Avec le camion de Reed, on a fait un road test de la route qu'on devra prendre pour atteindre Puebla à partir d'Orizaba.
J'en profite pour prendre des photos à ce moment-ci, car il fait beau. Lorsque nous prendrons cette route avec le VR, je serai trop occupée à paniquer et entrer mes ongles dans le cuir des appuis-bras.
| Un des petits villages par où on est passé entre Calakmul et Orizaba |
Un des nombreux champs de culture d'ananas.
Dimanche 11 mars. Nous voilà donc rendus à Orizaba, ville très active, avec pleins de camions de transport et d'endroits pour se dépanner en cas de bris mécanique. Et c'est tant mieux car c'est ce qui nous est arrivé à environ 20 milles de la ville. Notre moteur ne répondait pas bien à la pédale à gaz. Il s'est même éteint une fois. Finalement, on a pu arriver à Orizaba, avec un moteur qui "buckait". Jacques croit que c'est le filtre à carburant. On en fait installer un nouveau, en plein centre-ville, à cheval sur le trottoir, et on repart. On n'a pas fait 6 milles que le même problème survient. On arrête à une station Pemex. Un mécanicien vient vérifier et en appelle un autre qui viendra le lendemain matin pour analyser le moteur avec un ordinateur. Résultat: la "bomba" est défectueuse, soit la pompe à carburant.

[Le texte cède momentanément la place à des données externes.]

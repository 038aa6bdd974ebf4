use std::{path::PathBuf, str::FromStr, time::Duration};

pub const DEMO_KEY: &str = "DEMO_KEY";

#[derive(Debug, Clone)]
pub struct ProviderConfig {
    pub api_key: String,
    pub base_url: String,
    pub vision_model: String,
    pub image_model: String,
    pub timeout: Duration,
}

#[derive(Debug, Clone)]
pub struct StorageConfig {
    pub endpoint: String,
    pub access_key: String,
    pub secret_key: String,
    pub secure: bool,
    pub bucket: String,
    pub region: String,
    pub presign_expiry_secs: u32,
}

impl StorageConfig {
    pub fn endpoint_url(&self) -> String {
        let scheme = if self.secure { "https" } else { "http" };
        format!("{scheme}://{}", self.endpoint)
    }
}

#[derive(Debug, Clone)]
pub struct Config {
    pub provider: ProviderConfig,
    pub storage: StorageConfig,
    pub upload_dir: PathBuf,
    pub output_dir: PathBuf,
    pub max_upload_bytes: usize,
    pub generation_timeout: Option<Duration>,
    pub color_seed: Option<u64>,
    pub port: u16,
}

impl Config {
    /// Reads the process environment. Every setting has a local-development default.
    pub fn from_env() -> Self {
        Self::from_lookup(|key| std::env::var(key).ok())
    }

    pub fn from_lookup(lookup: impl Fn(&str) -> Option<String>) -> Self {
        let text = |key: &str, default: &str| lookup(key).unwrap_or_else(|| default.to_string());
        let provider = ProviderConfig {
            api_key: text("OPENAI_API_KEY", DEMO_KEY),
            base_url: text("OPENAI_API_BASE", "https://api.openai.com/v1").trim_end_matches('/').to_string(),
            vision_model: text("VISION_MODEL", "gpt-4o"),
            image_model: text("IMAGE_MODEL", "gpt-image-1"),
            timeout: Duration::from_secs(parsed(&lookup, "HTTP_TIMEOUT_SECS", 120)),
        };
        let storage = StorageConfig {
            endpoint: text("MINIO_ENDPOINT", "localhost:9000"),
            access_key: text("MINIO_ACCESS_KEY", "minio"),
            secret_key: text("MINIO_SECRET_KEY", "minio123"),
            secure: parse_flag(&lookup, "MINIO_SECURE", false),
            bucket: text("MINIO_BUCKET", "ad-images"),
            region: text("MINIO_REGION", "us-east-1"),
            presign_expiry_secs: parsed(&lookup, "PRESIGN_EXPIRY_SECS", 3600),
        };
        Self {
            provider,
            storage,
            upload_dir: PathBuf::from(text("UPLOAD_DIR", "temp_uploads")),
            output_dir: PathBuf::from(text("OUTPUT_DIR", "generated_ads")),
            max_upload_bytes: parsed(&lookup, "MAX_UPLOAD_BYTES", 20 * 1024 * 1024),
            generation_timeout: optional(&lookup, "GENERATION_TIMEOUT_SECS").map(Duration::from_secs),
            color_seed: optional(&lookup, "COLOR_SEED"),
            port: parsed(&lookup, "PORT", 8000),
        }
    }

    pub fn demo_mode(&self) -> bool { self.provider.api_key == DEMO_KEY }
}

fn optional<T: FromStr>(lookup: &impl Fn(&str) -> Option<String>, key: &str) -> Option<T> {
    let raw = lookup(key)?;
    match raw.trim().parse() {
        Ok(v) => Some(v),
        Err(_) => {
            tracing::warn!("Ignoring unparseable {}={:?}", key, raw);
            None
        }
    }
}

fn parsed<T: FromStr>(lookup: &impl Fn(&str) -> Option<String>, key: &str, default: T) -> T {
    optional(lookup, key).unwrap_or(default)
}

fn parse_flag(lookup: &impl Fn(&str) -> Option<String>, key: &str, default: bool) -> bool {
    match lookup(key) {
        Some(raw) => parse_bool(&raw).unwrap_or_else(|| {
            tracing::warn!("Ignoring unparseable {}={:?}", key, raw);
            default
        }),
        None => default,
    }
}

/// Accepts the spellings browsers and shells send for booleans.
pub fn parse_bool(raw: &str) -> Option<bool> {
    match raw.trim().to_ascii_lowercase().as_str() {
        "true" | "1" | "yes" | "on" => Some(true),
        "false" | "0" | "no" | "off" | "" => Some(false),
        _ => None,
    }
}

On décide de la faire réparer plutôt que de la remplacer par une neuve qui coûte le double. Le mécano enlève la pompe et elle devrait être réparée d'ici mardi. J'espère bien. Entretemps, ce matin, Reed décide de faire le trajet en montagne sur une partie de la route qui l'inquiète, mais sans sa fifth wheel. Ça monte sur 17 milles, à flanc de montagne, à environ 4600 pieds d'altitude, pour atteindre le plateau. On a besoin de faire un bon road test du motorisé avant d'entreprendre cette ascension. Je pense que j'aurais préféré passer, plus à l'est, maintenant que je sais ce qui nous attend, mais la chaussée y est plus mauvaise. Ce soir, nous irons goûter à la bouffe du restaurant de l"hôtel près duquel nous sommes stationnés.